= Robert L. Marshall =

Scottish educationalist (1913–2008)

Robert Leckie Marshall (27 August 1913 – 21 October 2008) was a Scottish educationalist who was principal of the Co-operative College.

Marshall was born into a miner's family in Lanarkshire and attended primary school at Chryston. He went on to Coatbridge secondary school. Thanks to a Carnegie Foundation grant, a miners' scholarship and a university bursary, he was able to attend St Andrews University whence he graduated in 1935 with two degrees – medieval and modern history, and first-class honours in English. He was active in college life, editing the university magazine, captaining the soccer team and acting as union president. He then gained a Harkness Fellowship which funded a two-year stay at Yale University where he gained an MA in politics. On his return to Scotland he worked for the Scottish Office until 1939 when he volunteered for the Army. He was commissioned into the Royal Army Service Corps and served in France before being evacuated from Dunkirk.

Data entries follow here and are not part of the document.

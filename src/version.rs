const fn unwrap_or_cargo_version(opt: Option<&'static str>) -> &'static str {
    match opt {
        Some(val) => val,
        None => env!("CARGO_PKG_VERSION"),
    }
}

pub const VERSION: &str = unwrap_or_cargo_version(option_env!("APP_VERSION"));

After a spell in hospital and with his general fitness reduced, he joined the Royal Army Education Corps. He was appointed chief instructor at the army school of Wakefield. However, he was subsequently posted to the War Office, where he was responsible for editing a series of booklets known as The British Way and Purpose (BWP). He was appointed commandant of the school of education with the rank of lieutenant-colonel before leaving the army in 1946. He received an OBE for services to army education.